Bull contends that 90% of fees paid by clients go towards servicing the account in a never-ending rotation of "meaningless meetings and dialogue", and the remainder on ideas, creative output and talent. It should be the other way around, he believes.
The larger-than-life Bull was a leading figure on the local stage before selling his Lowe Bull agency a few years ago and moving countries. During a quick visit home this week, he spoke about his new venture, SoloUnion, a profit-sharing collective of top creative talent around the world, and about what he believes is broken in dvertising.
"The network agency system is now all about consolidation, billable hours and [it is] one increasingly based on profit by all means before product. And the less a brand pays the less they get, which is why we see so much advertising that is bland and meaningless." Bull’s seminal moment seems to have been at a client meeting when he realised most people sitting around the table would make no meaningful contribution to the campaign under discussion. He called it a "top-heavy gathering simply to show force". Out of that his new venture was born.
SoloUnion is a collective of 25 of the world’s top freelance creative and strategic practitioners who all seem to share Bull’s jaundiced view of the industry. Included in that line-up is another noted SA ad-man, Mark Fisher, who was responsible many years ago for some of Volkswagen’s most iconic ads.
In Bull’s model, members of the team work purely on the strategic creative side of a campaign before handing it back to the main agency for implementation. His experience so far suggests that agencies will be happy to work alongside him.
"We are not in competition with the agencies because nowadays most of them measure their worth by their revenue. We are in competition with ideas."
While members of the collective are free to work outside of Bull’s scope, he makes it attractive for them to commit by offering points for daily work done, which translates into yearly profit share. Bull says collectively his team has won more than 250 Cannes Gold Lions — the industry’s awards benchmark — and with a payoff line of "The heads without the overheads" is touting the business as the "Uber of advertising".
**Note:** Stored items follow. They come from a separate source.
//! Integer functions.
//!
//! Positions, sizes and levels range over 0..=32768; boolean-like results are
//! 32768 for true and 0 for false.

use super::{
    bits_arg, bool_arg, effect_arg, function, int_arg, lockup_arg, raw_int_arg, variadic,
};
use crate::ast::{ExpressionNode, Value};
use crate::names::Effect;
use crate::types::Signature;
use once_cell::sync::Lazy;
use std::sync::Arc;

/// `Int<N>`; shared so that other tables can use it in defaults.
pub(crate) static INT: Lazy<Arc<Signature>> =
    Lazy::new(|| Arc::new(function("Int", "Number", vec![raw_int_arg("Number")])));

pub(crate) static SMOOTH_STEP: Lazy<Arc<Signature>> = Lazy::new(|| {
    Arc::new(function(
        "SmoothStep",
        "Smooth Step",
        vec![int_arg("Position"), int_arg("Width")],
    ))
});

/// `Int<n>` as a bound value.
pub(crate) fn int_expr(n: i32) -> Value {
    let mut node = ExpressionNode::new(Arc::clone(&INT));
    node.bind(0, Some(Value::Int(n)));
    Value::Expression(node)
}

pub(crate) fn signatures() -> Vec<Arc<Signature>> {
    let mut table = vec![Arc::clone(&INT), Arc::clone(&SMOOTH_STEP)];
    table.extend(
        [
            function("AltF", "Alternative", vec![]),
            function("SyncAltToVarianceF", "Sync Alternative and Variance", vec![]),
            function("BatteryLevel", "Battery Level", vec![]),
            function("Variation", "Variation", vec![]),
            function("NoisySoundLevel", "Sound Level", vec![]),
            function("SmoothSoundLevel", "Smooth Sound Level", vec![]),
            function("SwingSpeed", "Swing Speed", vec![raw_int_arg("Max")]),
            function(
                "BladeAngle",
                "Blade Angle",
                vec![
                    raw_int_arg("Min").with_default(0),
                    raw_int_arg("Max").with_default(32768),
                ],
            ),
            function(
                "BladeAngleX",
                "Blade Angle",
                vec![
                    int_arg("Min").with_default(int_expr(0)),
                    int_arg("Max").with_default(int_expr(32768)),
                ],
            ),
            function(
                "BlastF",
                "Blast",
                vec![
                    raw_int_arg("Fadeout (ms)").with_default(200),
                    raw_int_arg("Wave Size").with_default(100),
                    raw_int_arg("Wave Time (ms)").with_default(400),
                    effect_arg("Trigger Effect").with_default(Effect::Blast),
                ],
            ),
            function(
                "BlastFadeoutF",
                "Blast Fadeout",
                vec![
                    raw_int_arg("Fade Time (ms)").with_default(250),
                    effect_arg("Trigger Effect").with_default(Effect::Blast),
                ],
            ),
            function(
                "OriginalBlastF",
                "Original Blast",
                vec![effect_arg("Trigger Effect").with_default(Effect::Blast)],
            ),
            function(
                "BlinkingF",
                "Blinking",
                vec![int_arg("Time (ms)"), int_arg("Distribution")],
            ),
            function("BrownNoiseF", "Brown Noise", vec![int_arg("Grade")]),
            function("SlowNoise", "Slow Noise", vec![int_arg("Speed")]),
            function(
                "Bump",
                "Bump",
                vec![
                    int_arg("Position"),
                    int_arg("Width").with_default(int_expr(16385)),
                ],
            ),
            function("HumpFlickerF", "Hump Flicker", vec![raw_int_arg("Hump Width")]),
            function("HumpFlickerFX", "Hump Flicker", vec![int_arg("Hump Width")]),
            function(
                "CenterDistF",
                "Center Distribution",
                vec![int_arg("Center").with_default(int_expr(16384))],
            ),
            function(
                "ChangeSlowly",
                "Change Slowly",
                vec![int_arg("Input"), int_arg("Speed")],
            ),
            function(
                "CircularSectionF",
                "Circular Section",
                vec![int_arg("Position"), int_arg("Fraction")],
            ),
            function(
                "ClampF",
                "Clamp",
                vec![int_arg("Input"), raw_int_arg("Min"), raw_int_arg("Max")],
            ),
            function(
                "ClampFX",
                "Clamp",
                vec![int_arg("Input"), int_arg("Min"), int_arg("Max")],
            ),
            function(
                "ClashImpactF",
                "Clash Impact",
                vec![raw_int_arg("Min"), raw_int_arg("Max")],
            ),
            function(
                "ClashImpactFX",
                "Clash Impact",
                vec![int_arg("Min"), int_arg("Max")],
            ),
            function(
                "Divide",
                "Divide",
                vec![int_arg("Numerator"), int_arg("Denominator")],
            ),
            function(
                "EffectPulseF",
                "Pulse On Effect",
                vec![effect_arg("Trigger Effect")],
            ),
            function(
                "LockupPulseF",
                "Pulse On Lockup",
                vec![lockup_arg("Trigger Lockup")],
            ),
            function(
                "IncrementWithReset",
                "Increment With Reset",
                vec![
                    int_arg("Increment Pulse"),
                    int_arg("Pulse Reset").with_default(int_expr(0)),
                    int_arg("Max").with_default(int_expr(32768)),
                    int_arg("Increment").with_default(int_expr(1)),
                ],
            ),
            function(
                "EffectIncrementF",
                "Increment On Effect",
                vec![
                    effect_arg("Trigger Effect"),
                    int_arg("Max").with_default(int_expr(32768)),
                    int_arg("Increment").with_default(int_expr(1)),
                ],
            ),
            function(
                "EffectPosition",
                "Effect Position",
                vec![effect_arg("Effect").with_default(Effect::None)],
            ),
            function(
                "HoldPeakF",
                "Hold Peak Value",
                vec![
                    int_arg("Input"),
                    int_arg("Hold Time (ms)"),
                    int_arg("Ramp Down Speed"),
                ],
            ),
            function(
                "Ifon",
                "If On",
                vec![int_arg("Value if On"), int_arg("Value if Off")],
            ),
            function(
                "InOutFunc",
                "In Out Func",
                vec![raw_int_arg("Out Time (ms)"), raw_int_arg("In Time (ms)")],
            ),
            function(
                "InOutFuncX",
                "In Out Func",
                vec![int_arg("Out Time (ms)"), int_arg("In Time (ms)")],
            ),
            function(
                "InOutFuncTD",
                "In Out Func TD",
                vec![
                    raw_int_arg("Out Time (ms)"),
                    raw_int_arg("In Time (ms)"),
                    raw_int_arg("Explode Time (ms)"),
                ],
            ),
            function(
                "InOutHelperF",
                "In Out Helper",
                vec![
                    int_arg("Input"),
                    bool_arg("Allow Disable").with_default(true),
                ],
            ),
            function(
                "IncrementModuloF",
                "Increment With Wrap",
                vec![
                    int_arg("Pulse Input"),
                    int_arg("Max").with_default(int_expr(32768)),
                    int_arg("Increment").with_default(int_expr(1)),
                ],
            ),
            function(
                "ThresholdPulseF",
                "Pulse on Threshold",
                vec![
                    int_arg("Input"),
                    int_arg("Threshold").with_default(int_expr(32768)),
                    int_arg("Hysteresis %").with_default(int_expr(66)),
                ],
            ),
            function(
                "IncrementF",
                "Increment on Input",
                vec![
                    int_arg("Input"),
                    int_arg("Increment Threshold").with_default(int_expr(32768)),
                    int_arg("Max Value").with_default(int_expr(32768)),
                    int_arg("Increment").with_default(int_expr(1)),
                    int_arg("Hysteresis %").with_default(int_expr(66)),
                ],
            ),
            function(
                "IntArg",
                "Get Int Arg",
                vec![raw_int_arg("Arg"), raw_int_arg("Default")],
            ),
            function(
                "IntSelect",
                "Select Based on Value",
                vec![int_arg("Selection"), variadic(int_arg("Value"))],
            ),
            function(
                "IsBetween",
                "Is Between",
                vec![int_arg("Input"), int_arg("Min"), int_arg("Max")],
            ),
            function(
                "IsLessThan",
                "Is Less Than",
                vec![int_arg("Input"), int_arg("Compare")],
            ),
            function(
                "IsGreaterThan",
                "Is Greater Than",
                vec![int_arg("Input"), int_arg("Compare")],
            ),
            function(
                "LinearSectionF",
                "Linear Section",
                vec![int_arg("Position"), int_arg("Section Size")],
            ),
            function(
                "MarbleF",
                "Marble Simulation",
                vec![
                    int_arg("Direction Offset"),
                    int_arg("Friction"),
                    int_arg("Acceleration"),
                    int_arg("Gravity"),
                ],
            ),
            function("ModF", "Modulo", vec![int_arg("Input"), int_arg("Divisor")]),
            function("Mult", "Multiply", vec![int_arg("Input 1"), int_arg("Input 2")]),
            function(
                "Percentage",
                "Percent Of",
                vec![int_arg("Input"), raw_int_arg("Percent")],
            ),
            function("OnSparkF", "On Spark", vec![int_arg("Fade Time (ms)")]),
            function("RampF", "LED Ramp", vec![]),
            function("RandomF", "Random", vec![]),
            function("RandomPerLEDF", "Random Per LED", vec![]),
            function(
                "EffectRandomF",
                "Random On Effect",
                vec![effect_arg("Trigger Effect")],
            ),
            function("RandomBlinkF", "Random Per Time", vec![int_arg("Time (mHz)")]),
            function(
                "Scale",
                "Scale",
                vec![int_arg("Input"), int_arg("Min"), int_arg("Max")],
            ),
            function("InvertF", "Invert", vec![int_arg("Input")]),
            function(
                "SequenceF",
                "Binary Sequence",
                vec![
                    raw_int_arg("Time Per Bit (ms)"),
                    raw_int_arg("Number of Bits"),
                    variadic(bits_arg("Bit Section")),
                ],
            ),
            function(
                "Sin",
                "Sin",
                vec![
                    int_arg("RPM"),
                    int_arg("Min").with_default(int_expr(0)),
                    int_arg("Max").with_default(int_expr(32768)),
                ],
            ),
            function(
                "Saw",
                "Saw",
                vec![
                    int_arg("RPM"),
                    int_arg("Min").with_default(int_expr(0)),
                    int_arg("Max").with_default(int_expr(32768)),
                ],
            ),
            function("PulsingF", "Pulsing", vec![int_arg("Time (ms)")]),
            function("Sum", "Sum", vec![variadic(int_arg("Input"))]),
        ]
        .into_iter()
        .map(Arc::new),
    );
    table
}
With Bull and his cohorts’ reputation in the industry, he’s already working for the likes of Unilever and AB InBev, with more multinational business lined up. He’s also not shy to charge for the talent working on the business. There is a flat fee of US$100,000 a week. Another component of the SoloUnion business is high-level corporate seminars on how companies can become more creative.
He’s been saying for years that too much brand research undermines gut instinct.